Earlier this month the city of Troy announced that it had selected a redevelopment plan for the vacant Monument Square lot, the site of the former city hall. It's a prime piece of land offering a lot of possibilities. But Duncan Crary -- a Troy resident and urban design observer -- argues the current proposal could be a lot better.
Most developers can only dream of having the chance to shape a site like One Monument Square. The team chosen for this endeavor has the potential to create an enduring expression of our generation's best values and optimism, at the heart of our city. This is a legacy building commission, here.
So why, then, is this crew proposing to cram the worst architectural elements of the worst structures around into a couple of soulless boxes in the dead center of our charming 19th century downtown?
It seems completely at odds with what's happening here in Troy, and what's really behind the renaissance in this place "Where the Finest Antiques Can't Be Bought," and where "A wave of renovation is... (opening) ... the way for new urban economy and culture."
But they don't come for the modern abominations in our built environment. They don't come to fawn over the Bell Atlantic switch building with its blank fortified walls, or the Troy Medical Plaza sheathed in black reflective glass.
I just don't get why anyone would want to replicate those loathsome styles at the focal point of our city, where beautiful architecture is our greatest asset.
Good urbanism isn't enough
Both proposed buildings -- Monument North and Monument South -- relate well to the street, and conform to the "build-to" lines and heights of neighboring structures. They respect the various sight lines and terminating vistas deliberately created by the "pattern language" that exists. They are to include street-level retail and some mixture of living/office space in the upper floors. Parking accommodations for up to 175 vehicles are located in the rear, unobtrusively.
That's all good! But all of these thoughtful design components were required in the city's "Request for Qualifications with Proposal." And they were laid out in detail in a 2010 Troy City Hall Redevelopment Plan.
What that shows me is that the city of Troy can actually get from new developers the respectful urban design it deserves. Clearly, this team followed the instructions given to them. So maybe it's time we create some architectural design standards for them to follow, too. Because good urban design alone is not enough for this site. We also need buildings that are worthy of this location and worthy of our affection.

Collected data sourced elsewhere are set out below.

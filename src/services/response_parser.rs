//! Turns free-form model output into validated question drafts.
//!
//! Parsing is two-staged: the whole reply is first parsed strictly as a JSON
//! array. Only when that fails do we fall back to cutting the span between the
//! first `[` and the last `]` out of the surrounding prose, which is what models
//! in JSON-object mode tend to produce (`{"questions": [...]}`).

use std::collections::BTreeMap;

use once_cell::sync::Lazy;
use regex::Regex;
use schemars::JsonSchema;
use serde::{Deserialize, Serialize};
use serde_json::Value;

use crate::{errors::QuestionGenerationError, models::domain::OPTION_LABELS};

static BRACKETED_ARRAY: Lazy<Regex> =
    Lazy::new(|| Regex::new(r"(?s)\[.*\]").expect("BRACKETED_ARRAY is a valid regex pattern"));

/// One question as the model is asked to emit it.
#[derive(Debug, Clone, PartialEq, Eq, Deserialize, Serialize, JsonSchema)]
pub struct GeneratedQuestion {
    /// The question text.
    pub question: String,
    /// Exactly four choices keyed by "A", "B", "C" and "D".
    pub options: BTreeMap<String, String>,
    /// Label of the single correct choice.
    pub correct: String,
}

/// JSON Schema of a single generated element, embedded in the generation prompt.
pub fn generated_question_schema() -> String {
    let schema = schemars::schema_for!(GeneratedQuestion);
    serde_json::to_string_pretty(&schema).unwrap_or_default()
}

/// Parses the reply as a bare JSON array, nothing else.
pub fn parse_strict(raw: &str) -> Result<Vec<Value>, String> {
    match serde_json::from_str::<Value>(raw.trim()) {
        Ok(Value::Array(items)) => Ok(items),
        Ok(_) => Err("model did not return an array".to_string()),
        Err(e) => Err(e.to_string()),
    }
}

/// Parses the span from the first `[` to the last `]` of the reply.
pub fn parse_bracketed(raw: &str) -> Result<Vec<Value>, String> {
    let span = BRACKETED_ARRAY
        .find(raw)
        .ok_or_else(|| "no JSON array found in model output".to_string())?;

    match serde_json::from_str::<Value>(span.as_str()) {
        Ok(Value::Array(items)) => Ok(items),
        Ok(_) => Err("model did not return an array".to_string()),
        Err(e) => Err(e.to_string()),
    }
}

pub fn parse_question_array(raw: &str) -> Result<Vec<Value>, QuestionGenerationError> {
    match parse_strict(raw) {
        Ok(items) => Ok(items),
        Err(strict_err) => {
            log::debug!("Strict parse of model output failed ({}), extracting array", strict_err);
            parse_bracketed(raw).map_err(QuestionGenerationError::Parse)
        }
    }
}

/// Checks the element count, then every element's shape.
///
/// Labels and the correct answer are trimmed and upper-cased before checking,
/// so `" b "` is accepted as `"B"`. Any bad element rejects the whole set.
pub fn validate_questions(
    items: Vec<Value>,
    min_questions: usize,
) -> Result<Vec<GeneratedQuestion>, QuestionGenerationError> {
    if items.len() < min_questions {
        return Err(QuestionGenerationError::InsufficientQuestions(
            items.len(),
            min_questions,
        ));
    }

    items
        .into_iter()
        .enumerate()
        .map(|(index, item)| {
            validate_question(item).map_err(|reason| QuestionGenerationError::InvalidQuestion {
                index,
                reason,
            })
        })
        .collect()
}

fn validate_question(item: Value) -> Result<GeneratedQuestion, String> {
    let raw: GeneratedQuestion = serde_json::from_value(item).map_err(|e| e.to_string())?;

    let question = raw.question.trim().to_string();
    if question.is_empty() {
        return Err("question text is empty".to_string());
    }

    let raw_count = raw.options.len();
    let mut options = BTreeMap::new();
    for (label, text) in raw.options {
        let label = label.trim().to_uppercase();
        if options.contains_key(&label) {
            return Err(format!("option {} is given more than once", label));
        }
        options.insert(label, text.trim().to_string());
    }

    let labels_match = raw_count == OPTION_LABELS.len()
        && options.len() == OPTION_LABELS.len()
        && OPTION_LABELS.iter().all(|label| options.contains_key(*label));
    if !labels_match {
        let found: Vec<&str> = options.keys().map(String::as_str).collect();
        return Err(format!(
            "expected options {:?}, found {:?}",
            OPTION_LABELS, found
        ));
    }

    if let Some((label, _)) = options.iter().find(|(_, text)| text.is_empty()) {
        return Err(format!("option {} is empty", label));
    }

    let correct = raw.correct.trim().to_uppercase();
    if !options.contains_key(&correct) {
        return Err(format!("correct answer '{}' is not one of the options", raw.correct));
    }

    Ok(GeneratedQuestion {
        question,
        options,
        correct,
    })
}
use actix_cors::Cors;
use actix_web::{http::header, middleware::Logger, App, HttpServer};

use ai_tutor_server::{
    app_state::AppState, config::Config, handlers, middleware::RequestIdMiddleware,
};

#[actix_web::main]
async fn main() -> std::io::Result<()> {
    dotenvy::dotenv().ok();
    env_logger::init_from_env(env_logger::Env::default().default_filter_or("info"));

    let config = Config::from_env();
    if config.production {
        config
            .validate_for_production()
            .map_err(|e| std::io::Error::new(std::io::ErrorKind::InvalidInput, e))?;
    }

    let bind_address = (config.web_server_host.clone(), config.web_server_port);
    let allowed_origins = config.cors_allowed_origins.clone();

    let state = AppState::new(config)
        .await
        .map_err(|e| std::io::Error::new(std::io::ErrorKind::Other, e.to_string()))?;

    log::info!(
        "Starting HTTP server on {}:{}",
        bind_address.0,
        bind_address.1
    );

    HttpServer::new(move || {
        let cors = allowed_origins
            .iter()
            .fold(Cors::default(), |cors, origin| cors.allowed_origin(origin))
            .allowed_methods(vec!["GET", "POST", "OPTIONS"])
            .allowed_headers(vec![header::AUTHORIZATION, header::CONTENT_TYPE])
            .supports_credentials()
            .max_age(3600);

        App::new()
            .wrap(cors)
            .wrap(Logger::default())
            .wrap(RequestIdMiddleware)
            .configure(handlers::configure(state.clone()))
    })
    .bind(bind_address)?
    .run()
    .await
}
pub mod question_repository;

pub use question_repository::{MongoQuestionRepository, QuestionRepository};

#[cfg(test)]
pub use question_repository::MockQuestionRepository;
use serde::{Deserialize, Deserializer, Serialize};
use serde_json::Value;
use validator::Validate;

/// Body of `POST /api/v1/chat/generateQuestions`.
///
/// `topics` that is missing, null or anything but an array of strings reads as
/// an empty list, so the provider rejects it with its own message.
#[derive(Debug, Clone, Default, Deserialize, Serialize)]
pub struct GenerateQuestionsRequest {
    #[serde(default, deserialize_with = "topics_or_empty")]
    pub topics: Vec<String>,
}

fn topics_or_empty<'de, D>(deserializer: D) -> Result<Vec<String>, D::Error>
where
    D: Deserializer<'de>,
{
    let topics = match Option::<Value>::deserialize(deserializer)? {
        Some(Value::Array(items)) => items
            .into_iter()
            .map(|item| match item {
                Value::String(topic) => Some(topic),
                _ => None,
            })
            .collect::<Option<Vec<String>>>()
            .unwrap_or_default(),
        _ => Vec::new(),
    };
    Ok(topics)
}

#[derive(Debug, Clone, Default, Deserialize, Serialize, Validate)]
pub struct AskTutorRequest {
    #[serde(default)]
    #[validate(length(min = 1, max = 4000, message = "Question is required"))]
    pub question: String,
}

#[derive(Debug, Clone, Default, Deserialize, Serialize, Validate)]
pub struct SearchQuery {
    #[serde(default)]
    #[validate(length(min = 1, max = 300, message = "Query parameter is required"))]
    pub query: String,
}
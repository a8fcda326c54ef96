use async_openai::{config::OpenAIConfig, Client};
use async_trait::async_trait;
use secrecy::ExposeSecret;
use serde_json::{json, Value};

use crate::{
    config::Config,
    errors::{AppError, AppResult},
};

#[derive(Debug, Clone, Copy, PartialEq, Eq)]
pub enum ResponseMode {
    Text,
    Json,
}

#[derive(Debug, Clone, PartialEq)]
pub struct CompletionRequest {
    pub system: String,
    pub prompt: String,
    pub mode: ResponseMode,
}

impl CompletionRequest {
    pub fn json(system: impl Into<String>, prompt: impl Into<String>) -> Self {
        Self {
            system: system.into(),
            prompt: prompt.into(),
            mode: ResponseMode::Json,
        }
    }
}

/// A generative text model. Non-deterministic and unreliable: callers must
/// expect provider errors and text that is not what they asked for.
#[cfg_attr(test, mockall::automock)]
#[async_trait]
pub trait CompletionService: Send + Sync {
    async fn complete(&self, request: CompletionRequest) -> AppResult<String>;
}

/// Chat completions against any OpenAI-compatible endpoint (Groq by default).
pub struct OpenAiCompletionService {
    client: Client<OpenAIConfig>,
    model: String,
    temperature: f32,
}

impl OpenAiCompletionService {
    pub fn new(config: &Config) -> Self {
        let openai_config = OpenAIConfig::new()
            .with_api_base(config.llm_api_base.clone())
            .with_api_key(config.llm_api_key.expose_secret().to_string());

        Self {
            client: Client::with_config(openai_config),
            model: config.llm_model.clone(),
            temperature: config.llm_temperature,
        }
    }

    fn build_payload(&self, request: &CompletionRequest) -> Value {
        let mut payload = json!({
            "model": self.model,
            "temperature": self.temperature,
            "messages": [
                { "role": "system", "content": request.system },
                { "role": "user", "content": request.prompt }
            ]
        });

        if request.mode == ResponseMode::Json {
            payload["response_format"] = json!({ "type": "json_object" });
        }

        payload
    }
}

#[async_trait]
impl CompletionService for OpenAiCompletionService {
    async fn complete(&self, request: CompletionRequest) -> AppResult<String> {
        let payload = self.build_payload(&request);

        log::debug!("Requesting completion from model {}", self.model);

        let response: Value = self.client.chat().create_byot(payload).await.map_err(|e| {
            log::error!("Completion request to {} failed: {}", self.model, e);
            AppError::from(e)
        })?;

        extract_message_content(&response)
    }
}

/// Pulls the first choice's message text out of a chat completion body.
pub fn extract_message_content(response: &Value) -> AppResult<String> {
    response
        .pointer("/choices/0/message/content")
        .and_then(Value::as_str)
        .filter(|content| !content.trim().is_empty())
        .map(str::to_string)
        .ok_or_else(|| {
            AppError::ProviderError("Completion response contained no message content".to_string())
        })
}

Setting the tone, architecturally
We are going to have to look at, live with, and engage these buildings for the rest of our lives. Do you want to do that with the abstractions proposed here? Do you want visitors looking at these structures while they're still forming their first impression of this place?
What gets built on this site will set the tone for how we infill other parts our city for decades to come. Do you want to see more of this stuff elsewhere in town? I don't. And I'm not alone in that sentiment.
Now, I have been told -- by our planning officials and by one of the developers -- that these are only conceptual renderings. That a lengthy review process with public input awaits. Well I've seen buildings that look exactly like these get built after a lengthy review process. But OK. Then what "concepts" are we starting with?
Look both ways before you build
Monument North is designed to be a three-sided building that will face River Street, First Street and the Hudson. We have seen no renderings showing the building face that will greet Monument Square, which is a grand "outdoor public room" formed by a graceful ensemble of buildings. We have only a peek at the First Street face. And then there's the side facing the river.
I asked James Howard Kunstler (author of The Geography of Nowhere, and The City in Mind) for his thoughts on the western front:
"The windows look like Mondrian paintings of mere geometrical re-arrangements of orthogonal shapes. They're boring. They're monotonous... mechanical and industrial," he said. "They literally look like the balconies of the classic prison cell blocks.... The iron grillwork looks like it came out of Riot in Cellblock D. There is zero ornament. This is not good enough."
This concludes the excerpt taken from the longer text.